--- AVAILABLE RECORDS Enclosed Below ---
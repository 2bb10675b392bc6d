//! Payslip creation.
//!
//! [`PayslipService`] looks employees up in the registry, runs the payroll
//! calculation and commits the result to the payslip store, keeping one
//! current payslip per employee.

use std::path::Path;

use chrono::Utc;
use rust_decimal::Decimal;
use tracing::{info, warn};

use crate::calculation::calculate_salary;
use crate::config::{ConfigLoader, CurrencyRate, PayrollConfig};
use crate::error::{EngineError, EngineResult};
use crate::formatting::{round_money, title_case};
use crate::models::{Payslip, PayslipId};
use crate::registry::EmployeeRegistry;
use crate::store::PayslipStore;

/// Produces payslips and owns the store they are kept in.
///
/// # Example
///
/// ```no_run
/// use payroll_engine::service::PayslipService;
///
/// let mut service = PayslipService::load("./config/victoria")?;
/// let payslip = service.create_payslip(100001)?;
/// assert_eq!(payslip.converted_net_salary, "AUD 63533.67");
/// # Ok::<(), payroll_engine::error::EngineError>(())
/// ```
#[derive(Debug, Clone)]
pub struct PayslipService {
    config: PayrollConfig,
    registry: EmployeeRegistry,
    store: PayslipStore,
}

impl PayslipService {
    /// Creates a service with an empty payslip store.
    pub fn new(config: PayrollConfig, registry: EmployeeRegistry) -> Self {
        Self {
            config,
            registry,
            store: PayslipStore::new(),
        }
    }

    /// Loads the tables and registry from a configuration directory.
    pub fn load<P: AsRef<Path>>(path: P) -> EngineResult<Self> {
        let (config, registry) = ConfigLoader::load(path)?.into_parts();
        Ok(Self::new(config, registry))
    }

    /// Computes and stores a payslip for an employee.
    ///
    /// Any existing payslip for the same employee is replaced wholesale. The
    /// salary is computed before the store is touched, so a failure leaves
    /// the store exactly as it was.
    ///
    /// # Returns
    ///
    /// Returns the new payslip, or an error if:
    /// - `employee_id` is zero (`InvalidInput`)
    /// - No employee has that ID (`EmployeeNotFound`)
    /// - The employee's country has no conversion rate (`CurrencyNotFound`)
    pub fn create_payslip(&mut self, employee_id: u32) -> EngineResult<Payslip> {
        if employee_id == 0 {
            return Err(EngineError::InvalidInput {
                input: employee_id.to_string(),
                message: "employee ID must be a positive integer".to_string(),
            });
        }

        let employee = self.registry.find(employee_id).inspect_err(|_| {
            warn!(employee_id, "Employee not found");
        })?;

        let breakdown = calculate_salary(
            employee.base_yearly_salary,
            &employee.country,
            &self.config,
        )
        .inspect_err(|err| {
            warn!(employee_id, error = %err, "Salary calculation failed");
        })?;

        let payslip = Payslip {
            id: self.store.next_id(),
            employee_id,
            full_name: title_case(&employee.full_name),
            department: employee.department.clone(),
            title: employee.title.clone(),
            gross_salary: breakdown.gross_salary,
            tax: round_money(breakdown.tax),
            net_salary: round_money(breakdown.net_salary),
            superannuation: round_money(breakdown.superannuation),
            converted_net_salary: breakdown.formatted().converted_display(),
            currency_code: breakdown.currency_code,
            created_at: Utc::now(),
        };

        if let Some(replaced) = self.store.upsert(payslip.clone()) {
            warn!(
                employee_id,
                replaced_id = %replaced.id,
                new_id = %payslip.id,
                "Replacing existing payslip"
            );
        }

        info!(
            employee_id,
            payslip_id = %payslip.id,
            net_salary = %payslip.net_salary,
            "Payslip created"
        );

        Ok(payslip)
    }

    /// Parses a textual employee ID and creates its payslip.
    ///
    /// Surrounding whitespace is ignored. Anything that is not a positive
    /// integer is rejected with `InvalidInput` and nothing is stored.
    pub fn create_payslip_from_input(&mut self, input: &str) -> EngineResult<Payslip> {
        let trimmed = input.trim();
        let employee_id = trimmed
            .parse::<u32>()
            .map_err(|_| EngineError::InvalidInput {
                input: trimmed.to_string(),
                message: "employee ID must be a positive integer".to_string(),
            })?;

        self.create_payslip(employee_id)
    }

    /// Sets a new conversion rate for a currency code.
    ///
    /// Payslips created afterwards use the new rate; stored payslips keep
    /// the amounts they were created with.
    pub fn update_currency_rate(
        &mut self,
        currency_code: &str,
        rate_to_base: Decimal,
    ) -> EngineResult<CurrencyRate> {
        let updated = self
            .config
            .currency_table_mut()
            .update_rate(currency_code, rate_to_base)
            .inspect_err(|err| {
                warn!(currency_code, error = %err, "Currency rate update rejected");
            })?
            .clone();

        info!(
            currency_code = %updated.currency_code,
            rate_to_base = %updated.rate_to_base,
            "Currency rate updated"
        );

        Ok(updated)
    }

    /// Iterates over stored payslips, most recently created first.
    pub fn payslips(&self) -> impl Iterator<Item = &Payslip> {
        self.store.latest_first()
    }

    /// Returns the payslip with the given id or `PayslipNotFound`.
    pub fn find_payslip(&self, id: PayslipId) -> EngineResult<&Payslip> {
        self.store
            .find_by_id(id)
            .ok_or(EngineError::PayslipNotFound { id: id.0 })
    }

    /// Returns the payslip store.
    pub fn store(&self) -> &PayslipStore {
        &self.store
    }

    /// Returns the employee registry.
    pub fn registry(&self) -> &EmployeeRegistry {
        &self.registry
    }

    /// Returns the payroll tables.
    pub fn config(&self) -> &PayrollConfig {
        &self.config
    }
}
--- End of Enclosed AVAILABLE RECORDS ---
# [YOUR OBJECTIVE]
Only the lines containing the word "warn" should be returned from the data above.

# [RESPONSE BOX]
use tracing::{info, warn};
            warn!(employee_id, "Employee not found");
            warn!(employee_id, error = %err, "Salary calculation failed");
            warn!(
                warn!(currency_code, error = %err, "Currency rate update rejected");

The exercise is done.